Le Parti communiste se prépare littéralement à la mobilisation de masse depuis des décennies, et l’appareil répressif considérable et important du régime est déjà en marche. Le manuel consistera à entraver physiquement les manifestations, à rassembler et à intimider les meneurs et à renforcer la censure en menaçant les gens pour leurs activités sur les réseaux sociaux. Les élèves seront renvoyés chez eux pour la pause plus tôt. Et si les choses s’aggravent encore, le régime dispose d’outils encore plus sombres : stigmatiser les manifestations comme influencé par « des forces étrangères hostiles», en utilisant des policiers en civil et des « voyous à louer » pour battre les gens, ou peut-être en imposant des confinements et des quarantaines pour freiner l’activisme. Quiconque souhaite que les manifestations produisent un changement de régime ou une réforme politique significative à court terme sera probablement déçu. Mais c’est la mauvaise façon d’évaluer ces événements.

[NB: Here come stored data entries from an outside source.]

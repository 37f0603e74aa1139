//! Output aggregation for one execution.
//!
//! An [`OutputAggregator`] folds the kernel's message stream for a
//! single `msg_id` into an ordered list of cell outputs plus a terminal
//! status. It is a pure state machine: the session loop feeds it every
//! [`Inbound`] item and asks whether the execution finished.
//!
//! Cell outputs serialize in nbformat shape (`output_type` tagged), so
//! a finished result can be written straight into a notebook file.

use std::time::Duration;

use serde::{Deserialize, Serialize};
use serde_json::{Map, Value};

use crate::protocol::{Inbound, KernelMessage, ReplyStatus, StreamName};

/// One output entry for a notebook cell, in nbformat shape.
#[derive(Debug, Clone, PartialEq, Serialize, Deserialize)]
#[serde(tag = "output_type", rename_all = "snake_case")]
pub enum CellOutput {
    /// Textual output on stdout or stderr.
    Stream { name: StreamName, text: String },

    /// Rich display payload.
    DisplayData {
        data: Map<String, Value>,
        #[serde(default)]
        metadata: Map<String, Value>,
    },

    /// The value the execution produced.
    ExecuteResult {
        execution_count: u32,
        data: Map<String, Value>,
        #[serde(default)]
        metadata: Map<String, Value>,
    },

    /// Execution raised.
    Error {
        ename: String,
        evalue: String,
        traceback: Vec<String>,
    },
}

/// How an execution ended.
#[derive(Debug, Clone, Copy, PartialEq, Eq, Serialize, Deserialize)]
#[serde(rename_all = "snake_case")]
pub enum ExecutionStatus {
    /// Reply arrived with `status: ok`.
    Ok,
    /// Reply arrived with `status: error`; outputs carry the error entry.
    Error,
    /// The timeout elapsed and the execution was cut short.
    Timeout,
    /// Cut short before a reply: explicit interrupt, restart, or the
    /// kernel process dying mid-execution.
    Interrupted,
}

impl ExecutionStatus {
    /// Whether the execution ran to a reply (successfully or not).
    pub fn completed(self) -> bool {
        matches!(self, ExecutionStatus::Ok | ExecutionStatus::Error)
    }
}

/// Completed (or cut-short) execution of one code block.
#[derive(Debug, Clone, Serialize, Deserialize)]
pub struct ExecutionResult {
    pub msg_id: String,
    pub status: ExecutionStatus,
    /// Kernel-side counter, present when a reply was received.
    pub execution_count: Option<u32>,
    pub outputs: Vec<CellOutput>,
    pub duration: Duration,
}

impl ExecutionResult {
    /// First error entry, if any.
    pub fn error(&self) -> Option<(&str, &str)> {
        self.outputs.iter().find_map(|o| match o {
            CellOutput::Error { ename, evalue, .. } => Some((ename.as_str(), evalue.as_str())),
            _ => None,
        })
    }

    /// Concatenated stream text for one stream.
    pub fn stream_text(&self, which: StreamName) -> String {
        self.outputs
            .iter()
            .filter_map(|o| match o {
                CellOutput::Stream { name, text } if *name == which => Some(text.as_str()),
                _ => None,
            })
            .collect()
    }
}

/// Folds kernel messages for one `msg_id` into ordered outputs.
#[derive(Debug)]
pub struct OutputAggregator {
    msg_id: String,
    outputs: Vec<CellOutput>,
    execution_count: Option<u32>,
    reply: Option<ReplyStatus>,
    malformed: usize,
}

impl OutputAggregator {
    pub fn new(msg_id: impl Into<String>) -> Self {
        Self {
            msg_id: msg_id.into(),
            outputs: Vec::new(),
            execution_count: None,
            reply: None,
            malformed: 0,
        }
    }

    pub fn msg_id(&self) -> &str {
        &self.msg_id
    }

    /// Whether the terminal reply for this execution has arrived.
    pub fn finished(&self) -> bool {
        self.reply.is_some()
    }

    /// Absorb one inbound item. Returns `true` once the terminal reply
    /// for this aggregator's `msg_id` has been observed.
    ///
    /// Messages tagged with a different `msg_id` are stale leftovers
    /// from an earlier (interrupted or timed-out) execution and are
    /// dropped. Status messages carry no output. Malformed frames
    /// surface as a decode-error output entry but never abort the
    /// execution.
    pub fn absorb(&mut self, inbound: &Inbound) -> bool {
        let msg = match inbound {
            Inbound::Message(msg) => msg,
            Inbound::Malformed { detail } => {
                tracing::warn!(msg_id = %self.msg_id, "{}", detail);
                self.push_decode_error(detail.clone());
                return self.finished();
            }
        };

        match msg {
            KernelMessage::Stream { msg_id, name, text } if *msg_id == self.msg_id => {
                self.push_stream(*name, text);
            }
            KernelMessage::DisplayData { msg_id, data } if *msg_id == self.msg_id => {
                self.outputs.push(CellOutput::DisplayData {
                    data: data.clone(),
                    metadata: Map::new(),
                });
            }
            KernelMessage::ExecuteResult {
                msg_id,
                execution_count,
                data,
            } if *msg_id == self.msg_id => {
                self.outputs.push(CellOutput::ExecuteResult {
                    execution_count: *execution_count,
                    data: data.clone(),
                    metadata: Map::new(),
                });
            }
            KernelMessage::Error {
                msg_id,
                ename,
                evalue,
                traceback,
            } if *msg_id == self.msg_id => {
                self.outputs.push(CellOutput::Error {
                    ename: ename.clone(),
                    evalue: evalue.clone(),
                    traceback: traceback.clone(),
                });
            }
            KernelMessage::ExecuteReply {
                msg_id,
                status,
                execution_count,
            } if *msg_id == self.msg_id => {
                self.reply = Some(*status);
                if execution_count.is_some() {
                    self.execution_count = *execution_count;
                }
            }
            KernelMessage::Status { .. } => {}
            other => {
                tracing::trace!(
                    msg_id = %self.msg_id,
                    "dropping message for another execution: {:?}",
                    other
                );
            }
        }

        self.finished()
    }

    /// Consecutive writes to the same stream coalesce into one entry,
    /// matching how notebook frontends render incremental prints.
    fn push_stream(&mut self, name: StreamName, text: &str) {
        if let Some(CellOutput::Stream {
            name: last_name,
            text: last_text,
        }) = self.outputs.last_mut()
            && *last_name == name
        {
            last_text.push_str(text);
            return;
        }
        self.outputs.push(CellOutput::Stream {
            name,
            text: text.to_string(),
        });
    }

    /// Record kernel messages lost to broadcast channel lag. Lost
    /// messages are accounted for the same way as undecodable ones.
    pub fn record_lost(&mut self, skipped: u64) {
        self.push_decode_error(format!("{} kernel messages lost to channel lag", skipped));
    }

    fn push_decode_error(&mut self, evalue: String) {
        self.malformed += 1;
        self.outputs.push(CellOutput::Error {
            ename: "ProtocolDecodeError".to_string(),
            evalue,
            traceback: Vec::new(),
        });
    }

    /// Consume the aggregator into a result.
    ///
    /// When a reply was absorbed its status wins; `cut_short` only
    /// applies when the execution never reached a reply.
    pub fn finish(self, cut_short: ExecutionStatus, duration: Duration) -> ExecutionResult {
        let status = match self.reply {
            Some(ReplyStatus::Ok) => ExecutionStatus::Ok,
            Some(ReplyStatus::Error) => ExecutionStatus::Error,
            None => cut_short,
        };
        if self.malformed > 0 {
            tracing::warn!(
                msg_id = %self.msg_id,
                count = self.malformed,
                "execution produced malformed kernel frames"
            );
        }
        ExecutionResult {
            msg_id: self.msg_id,
            status,
            execution_count: self.execution_count,
            outputs: self.outputs,
            duration,
        }
    }
}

Le mouvement du mur de la démocratie de 1978 a permis à Deng Xiaoping de prendre le dessus dans la bataille pour la succession après la mort de Mao Zedong. La victoire de Deng a à son tour conduit à des réformes économiques et politiques et au miracle économique chinois. Le mouvement de la place Tiananmen, bien que brutalement réprimé, a finalement conduit le parti à investir davantage dans les biens publics et les canaux participatifs tels que le système des assemblées populaires. La révolution A4 est peut-être la force qui pousse la Chine hors de l’étreinte de Xi et habilite les penseurs plus modérés aux niveaux d’élite du parti.

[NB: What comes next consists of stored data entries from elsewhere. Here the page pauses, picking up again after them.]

//! Notebook file access.
//!
//! Reads and writes `.ipynb` files (nbformat 4) with enough structure
//! to select cells, run their code, and write results back. Fields
//! this crate does not model (cell ids, custom metadata, exotic output
//! shapes) pass through untouched so a round trip never loses data.

use std::path::Path;

use serde::{Deserialize, Serialize};
use serde_json::{Map, Value};

use crate::error::{Error, Result};
use crate::outputs::ExecutionResult;

/// nbformat allows cell source as either one string or a list of lines.
#[derive(Debug, Clone, PartialEq, Serialize, Deserialize)]
#[serde(untagged)]
pub enum Source {
    Text(String),
    Lines(Vec<String>),
}

impl Source {
    /// Joined source code. Lines in nbformat carry their own newlines.
    pub fn as_code(&self) -> String {
        match self {
            Source::Text(text) => text.clone(),
            Source::Lines(lines) => lines.concat(),
        }
    }

    pub fn is_blank(&self) -> bool {
        self.as_code().trim().is_empty()
    }
}

impl Default for Source {
    fn default() -> Self {
        Source::Text(String::new())
    }
}

#[derive(Debug, Clone, Serialize, Deserialize)]
pub struct Cell {
    pub cell_type: String,
    #[serde(default)]
    pub source: Source,
    #[serde(default, skip_serializing_if = "Option::is_none")]
    pub execution_count: Option<u32>,
    /// Existing outputs stay as raw JSON; only cells we execute get
    /// rewritten with structured outputs.
    #[serde(default, skip_serializing_if = "Vec::is_empty")]
    pub outputs: Vec<Value>,
    #[serde(default)]
    pub metadata: Map<String, Value>,
    #[serde(flatten)]
    pub extra: Map<String, Value>,
}

impl Cell {
    pub fn is_code(&self) -> bool {
        self.cell_type == "code"
    }
}

#[derive(Debug, Clone, Serialize, Deserialize)]
pub struct Notebook {
    #[serde(default)]
    pub cells: Vec<Cell>,
    #[serde(default)]
    pub metadata: Map<String, Value>,
    #[serde(default = "nbformat_major")]
    pub nbformat: u32,
    #[serde(default = "nbformat_minor")]
    pub nbformat_minor: u32,
}

fn nbformat_major() -> u32 {
    4
}

fn nbformat_minor() -> u32 {
    5
}

impl Notebook {
    pub async fn load(path: impl AsRef<Path>) -> Result<Self> {
        let path = path.as_ref();
        let raw = tokio::fs::read_to_string(path).await.map_err(|e| {
            Error::Notebook(format!("cannot read '{}': {}", path.display(), e))
        })?;
        serde_json::from_str(&raw).map_err(|e| {
            Error::Notebook(format!("'{}' is not a valid notebook: {}", path.display(), e))
        })
    }

    /// Write the notebook back, via a sibling temp file and rename so
    /// a crash mid-write cannot truncate the original.
    pub async fn save(&self, path: impl AsRef<Path>) -> Result<()> {
        let path = path.as_ref();
        let mut raw = serde_json::to_string_pretty(self)
            .map_err(|e| Error::Serialization(format!("failed to encode notebook: {}", e)))?;
        raw.push('\n');

        let tmp = path.with_extension("ipynb.tmp");
        tokio::fs::write(&tmp, raw).await.map_err(|e| {
            Error::Notebook(format!("cannot write '{}': {}", tmp.display(), e))
        })?;
        tokio::fs::rename(&tmp, path).await.map_err(|e| {
            Error::Notebook(format!("cannot replace '{}': {}", path.display(), e))
        })?;
        Ok(())
    }

    pub fn cell(&self, index: usize) -> Result<&Cell> {
        self.cells.get(index).ok_or(Error::CellIndexOutOfRange {
            index,
            count: self.cells.len(),
        })
    }

    /// Validate an inclusive cell range. `end` defaults to the last
    /// cell.
    pub fn cell_range(
        &self,
        start: usize,
        end: Option<usize>,
    ) -> Result<std::ops::RangeInclusive<usize>> {
        let count = self.cells.len();
        let end = end.unwrap_or(count.saturating_sub(1));
        if count == 0 || start > end || end >= count {
            return Err(Error::InvalidRange { start, end, count });
        }
        Ok(start..=end)
    }

    /// Replace a code cell's outputs and execution count with an
    /// execution's results.
    pub fn apply_result(&mut self, index: usize, result: &ExecutionResult) -> Result<()> {
        let count = self.cells.len();
        let cell = self
            .cells
            .get_mut(index)
            .ok_or(Error::CellIndexOutOfRange { index, count })?;
        if !cell.is_code() {
            return Err(Error::Notebook(format!(
                "cell {} is a {} cell, not code",
                index, cell.cell_type
            )));
        }

        cell.execution_count = result.execution_count;
        cell.outputs = result
            .outputs
            .iter()
            .map(|o| {
                serde_json::to_value(o)
                    .map_err(|e| Error::Serialization(format!("failed to encode output: {}", e)))
            })
            .collect::<Result<Vec<_>>>()?;
        Ok(())
    }

    /// Drop every code cell's outputs and execution count.
    pub fn clear_outputs(&mut self) {
        for cell in &mut self.cells {
            if cell.is_code() {
                cell.outputs.clear();
                cell.execution_count = None;
            }
        }
    }
}

/// Document store seam; the coordinator reads and writes notebooks
/// through this so tests can substitute in-memory documents.
pub trait NotebookStore: Send + Sync + 'static {
    fn load(&self, path: &Path) -> impl std::future::Future<Output = Result<Notebook>> + Send;
    fn save(
        &self,
        path: &Path,
        notebook: &Notebook,
    ) -> impl std::future::Future<Output = Result<()>> + Send;
}

/// Stores notebooks as `.ipynb` files on disk.
#[derive(Debug, Clone, Copy, Default)]
pub struct IpynbStore;

impl NotebookStore for IpynbStore {
    async fn load(&self, path: &Path) -> Result<Notebook> {
        Notebook::load(path).await
    }

    async fn save(&self, path: &Path, notebook: &Notebook) -> Result<()> {
        notebook.save(path).await
    }
}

Mais même si ce n’est pas le cas, cela aura renforcé le peuple chinois. Le « peuple chinois s’est levé », comme Mao l’a dit un jour. Ils seront probablement poussés à nouveau vers le bas. Mais ces moments de dignité temporaire peuvent produire des changements politiques en aval d’une manière difficile à prévoir et à discerner à première vue.